U.S. high school graduation rates rise to new high

By Moriah Balingit

The nation’s graduation rate rose again to a record high, with more than 84 percent of students graduating on time in 2016, according to data released Monday by the U.S. Department of Education.

That is the highest graduation rate recorded since 2011, when the Education Department began requiring schools to report rates in a standardized way. The graduation rate rose by nearly a percentage point from 2015 to 2016, from 83.2 percent to 84.1 percent. It has risen about 4 percentage points since 2011, when 79 percent of students obtained a high school diploma within four years.

All minority groups saw a rise in on-time graduation rates in 2016, but gaps persist. Only 76 percent of black students and 79 percent of Hispanic students graduated on time, compared to 88 percent of white students and 91 percent of Asian/Pacific Islander students.

“Although students of color and low-income students are graduating at higher rates, we must be mindful that there are still significant gaps for historically underserved students which translate into lost potential for our communities and our country,” said John B. King Jr., who served as education secretary from 2016 to 2017. He now heads the Education Trust, which works to close the achievement gap. “The urgent work to close these graduation rate gaps must be a national priority.”

The Obama administration considered the rise in graduation rates among its most important achievements in education, but experts have cautioned those rates can be a poor measure of how prepared young people are for work and higher education. Even as they are graduating at higher rates, students’ performance on the National Assessment of Educational Progress, a test of reading and math achievement, is unchanged or slipping.
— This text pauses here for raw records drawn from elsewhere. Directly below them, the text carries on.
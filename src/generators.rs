//! Example graph sources built on the Collatz recurrence.
//!
//! These give small, cheap-to-compute graphs whose shapes (chains, merges,
//! unbounded branching) exercise every traversal feature. The forward graph
//! follows the 3n+1 process toward 1; the inverted graph expands outward
//! from 1 and branches wherever (n - 1) / 3 is a whole number, so it never
//! runs dry and needs a bounded walk.

use serde::{Deserialize, Serialize};

use crate::digraph::edge::{IncomingEdge, OutgoingEdge};
use crate::digraph::graph::FunctionGraph;
use crate::digraph::graph_trait::{Graph, ImplicitGraph};

/// Which Collatz rule derived an edge.
#[derive(Debug, Clone, Copy, PartialEq, Eq, Hash, Serialize, Deserialize)]
pub enum DerivationRule {
    /// Even step: the target is half the source.
    HalfN,
    /// Odd step: the target is three times the source plus one.
    ThreeNPlusOne,
}

/// Outgoing-edge iterator of the forward Collatz graph.
pub type CollatzEdges = std::option::IntoIter<OutgoingEdge<u64, DerivationRule>>;

/// Incoming-edge iterator of the forward Collatz graph.
pub type CollatzIncoming = std::iter::Chain<
    std::option::IntoIter<IncomingEdge<u64, DerivationRule>>,
    std::option::IntoIter<IncomingEdge<u64, DerivationRule>>,
>;

/// Outgoing-edge iterator of the inverted Collatz graph.
pub type InvertedCollatzEdges = std::iter::Chain<
    std::option::IntoIter<OutgoingEdge<u64, DerivationRule>>,
    std::option::IntoIter<OutgoingEdge<u64, DerivationRule>>,
>;

/// Forward Collatz graph type returned by [`incidence`].
pub type CollatzGraph = FunctionGraph<u64, fn(&u64) -> CollatzEdges>;

/// Inverted Collatz graph type returned by [`incidence_inverted`].
pub type InvertedCollatzGraph = FunctionGraph<u64, fn(&u64) -> InvertedCollatzEdges>;

/// One derivation step from `n` toward 1. Values at or below 1 stop.
pub fn outgoing_edges(n: &u64) -> CollatzEdges {
    let n = *n;
    let edge = if n <= 1 {
        None
    } else if n % 2 == 0 {
        Some(OutgoingEdge::new(DerivationRule::HalfN, n / 2))
    } else {
        Some(OutgoingEdge::new(DerivationRule::ThreeNPlusOne, 3 * n + 1))
    };
    edge.into_iter()
}

/// The predecessors of `n` under the Collatz process.
///
/// Every n >= 1 has the predecessor 2n; there is a second predecessor
/// (n - 1) / 3 whenever that value is a whole number of at least 1.
pub fn incoming_edges(n: &u64) -> CollatzIncoming {
    let n = *n;
    let halving = (n >= 1).then(|| IncomingEdge::new(DerivationRule::HalfN, n * 2));
    let tripling = n
        .checked_sub(1)
        .filter(|&rest| rest % 3 == 0)
        .map(|rest| rest / 3)
        .filter(|&parent| parent >= 1)
        .map(|parent| IncomingEdge::new(DerivationRule::ThreeNPlusOne, parent));
    halving.into_iter().chain(tripling)
}

fn inverted_outgoing(n: &u64) -> InvertedCollatzEdges {
    let n = *n;
    let doubling = (n >= 1).then(|| OutgoingEdge::new(DerivationRule::HalfN, n * 2));
    let tripling = n
        .checked_sub(1)
        .filter(|&rest| rest % 3 == 0)
        .map(|rest| rest / 3)
        .filter(|&parent| parent >= 1)
        .map(|parent| OutgoingEdge::new(DerivationRule::ThreeNPlusOne, parent));
    doubling.into_iter().chain(tripling)
}

/// Forward Collatz graph seeded at the given values (values below 1 are
/// dropped).
pub fn incidence(seeds: impl IntoIterator<Item = u64>) -> CollatzGraph {
    let outgoing: fn(&u64) -> CollatzEdges = outgoing_edges;
    FunctionGraph::new(seeds.into_iter().filter(|&n| n >= 1), outgoing)
}

/// Inverted Collatz graph: edges run from each value to its predecessors,
/// so a walk from seed 1 expands outward through everything that reaches 1.
pub fn incidence_inverted(seeds: impl IntoIterator<Item = u64>) -> InvertedCollatzGraph {
    let outgoing: fn(&u64) -> InvertedCollatzEdges = inverted_outgoing;
    FunctionGraph::new(seeds.into_iter().filter(|&n| n >= 1), outgoing)
}

/// Membership-only view of the Collatz graph.
///
/// Answers vertex and edge queries from the rules alone, without
/// generating anything.
#[derive(Debug, Clone, Copy, Default)]
pub struct CollatzRules;

impl Graph for CollatzRules {
    type Vertex = u64;
    type Label = DerivationRule;
}

impl ImplicitGraph for CollatzRules {
    fn contains_vertex(&self, vertex: &u64) -> bool {
        *vertex >= 1
    }

    fn edge_label(&self, source: &u64, target: &u64) -> Option<DerivationRule> {
        let (source, target) = (*source, *target);
        if source <= 1 {
            return None;
        }
        if source % 2 == 0 {
            (target == source / 2).then_some(DerivationRule::HalfN)
        } else {
            (target == 3 * source + 1).then_some(DerivationRule::ThreeNPlusOne)
        }
    }
}

#[cfg(test)]
mod tests {
    use super::*;
    use crate::digraph::graph_trait::IncidenceGraph;
    use crate::digraph::traversal::IncidenceGraphExt;

    #[test]
    fn test_forward_steps() {
        let steps: Vec<_> = outgoing_edges(&32).collect();
        assert_eq!(steps, vec![OutgoingEdge::new(DerivationRule::HalfN, 16)]);

        let steps: Vec<_> = outgoing_edges(&5).collect();
        assert_eq!(
            steps,
            vec![OutgoingEdge::new(DerivationRule::ThreeNPlusOne, 16)]
        );

        assert_eq!(outgoing_edges(&1).count(), 0); // 1 is terminal
        assert_eq!(outgoing_edges(&0).count(), 0);
    }

    #[test]
    fn test_predecessors() {
        let back: Vec<_> = incoming_edges(&16).collect();
        assert_eq!(
            back,
            vec![
                IncomingEdge::new(DerivationRule::HalfN, 32),
                IncomingEdge::new(DerivationRule::ThreeNPlusOne, 5),
            ]
        );

        // 1 has the lone predecessor 2; (1 - 1) / 3 = 0 does not count
        let back: Vec<_> = incoming_edges(&1).collect();
        assert_eq!(back, vec![IncomingEdge::new(DerivationRule::HalfN, 2)]);

        let back: Vec<_> = incoming_edges(&2).collect();
        assert_eq!(back, vec![IncomingEdge::new(DerivationRule::HalfN, 4)]);

        assert_eq!(incoming_edges(&0).count(), 0);
    }

    #[test]
    fn test_seed_filtering() {
        let graph = incidence([0, 32]);
        assert_eq!(graph.seed_vertices().collect::<Vec<_>>(), vec![32]);
    }

    #[test]
    fn test_inverted_branching() {
        let graph = incidence_inverted([1]);
        let from_four: Vec<_> = graph.outgoing_edges(&4).collect();
        assert_eq!(
            from_four,
            vec![
                OutgoingEdge::new(DerivationRule::HalfN, 8),
                OutgoingEdge::new(DerivationRule::ThreeNPlusOne, 1),
            ]
        );
        assert_eq!(
            graph.outgoing_edges(&2).collect::<Vec<_>>(),
            vec![OutgoingEdge::new(DerivationRule::HalfN, 4)]
        );
    }

    #[test]
    fn test_implicit_rules() {
        let rules = CollatzRules;
        assert!(rules.contains_vertex(&1));
        assert!(!rules.contains_vertex(&0));
        assert_eq!(rules.edge_label(&32, &16), Some(DerivationRule::HalfN));
        assert_eq!(
            rules.edge_label(&5, &16),
            Some(DerivationRule::ThreeNPlusOne)
        );
        assert_eq!(rules.edge_label(&5, &2), None);
        assert_eq!(rules.edge_label(&1, &2), None); // 1 is terminal
        assert!(rules.contains_edge(&10, &5));
    }

    #[test]
    fn test_walk_from_seven_reaches_one() {
        let graph = incidence([7]);
        let vertices: Vec<_> = graph.depth_first_vertices().collect();
        assert_eq!(vertices.len(), 17); // 7, 22, 11, ..., 2, 1
        assert_eq!(vertices.first(), Some(&7));
        assert_eq!(vertices.last(), Some(&1));
    }
}
//! Edge value types shared by graph implementations and the traversal engine.
//!
//! All three shapes are plain data: a full edge carries its source, while the
//! outgoing/incoming forms drop the endpoint that is implied by the vertex
//! they were looked up from. Unlabeled graphs use the default `L = ()`.

use serde::{Deserialize, Serialize};

/// A directed edge from `source` to `target` with a label in between.
#[derive(Debug, Clone, Copy, PartialEq, Eq, Hash, Serialize, Deserialize)]
pub struct Edge<V, L = ()> {
    pub source: V,
    pub label: L,
    pub target: V,
}

impl<V, L> Edge<V, L> {
    /// Creates an edge from its three parts.
    pub fn new(source: V, label: L, target: V) -> Self {
        Self {
            source,
            label,
            target,
        }
    }
}

impl<V> Edge<V> {
    /// Creates an unlabeled edge.
    pub fn unlabeled(source: V, target: V) -> Self {
        Self::new(source, (), target)
    }
}

/// An edge as seen from its source vertex.
///
/// This is what [`outgoing_edges`](crate::digraph::IncidenceGraph::outgoing_edges)
/// yields: the source is the vertex the edges were asked for.
#[derive(Debug, Clone, Copy, PartialEq, Eq, Hash, Serialize, Deserialize)]
pub struct OutgoingEdge<V, L = ()> {
    pub label: L,
    pub target: V,
}

impl<V, L> OutgoingEdge<V, L> {
    /// Creates a labeled outgoing edge.
    pub fn new(label: L, target: V) -> Self {
        Self { label, target }
    }

    /// Attaches `source`, turning this into a full [`Edge`].
    pub fn into_edge(self, source: V) -> Edge<V, L> {
        Edge::new(source, self.label, self.target)
    }
}

impl<V> OutgoingEdge<V> {
    /// Creates an unlabeled outgoing edge.
    pub fn to(target: V) -> Self {
        Self::new((), target)
    }
}

/// An edge as seen from its target vertex.
#[derive(Debug, Clone, Copy, PartialEq, Eq, Hash, Serialize, Deserialize)]
pub struct IncomingEdge<V, L = ()> {
    pub label: L,
    pub source: V,
}

impl<V, L> IncomingEdge<V, L> {
    /// Creates a labeled incoming edge.
    pub fn new(label: L, source: V) -> Self {
        Self { label, source }
    }

    /// Attaches `target`, turning this into a full [`Edge`].
    pub fn into_edge(self, target: V) -> Edge<V, L> {
        Edge::new(self.source, self.label, target)
    }
}

#[cfg(test)]
mod tests {
    use super::*;

    #[test]
    fn test_edge_constructors_agree() {
        assert_eq!(Edge::unlabeled(1, 2), Edge::new(1, (), 2));
        assert_eq!(OutgoingEdge::to(5), OutgoingEdge::new((), 5));
    }

    #[test]
    fn test_directed_forms_attach_endpoints() {
        let edge = OutgoingEdge::new("half", 16).into_edge(32);
        assert_eq!(edge, Edge::new(32, "half", 16));

        let edge = IncomingEdge::new("half", 32).into_edge(16);
        assert_eq!(edge, Edge::new(32, "half", 16)); // same edge, seen from 16
    }
}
There are other reasons to be skeptical. Some districts have used questionable methods to get students to the finish line, including softening grading scales and using credit recovery programs, which allow students to take abbreviated versions of courses to make up for failing grades. In Maryland’s Prince George’s County, officials are investigating accusations that administrators inflated grades so students could graduate. D.C. Mayor Muriel Bowser has begun an investigation into allegations that Ballou High School students were allowed to graduate despite being chronically absent.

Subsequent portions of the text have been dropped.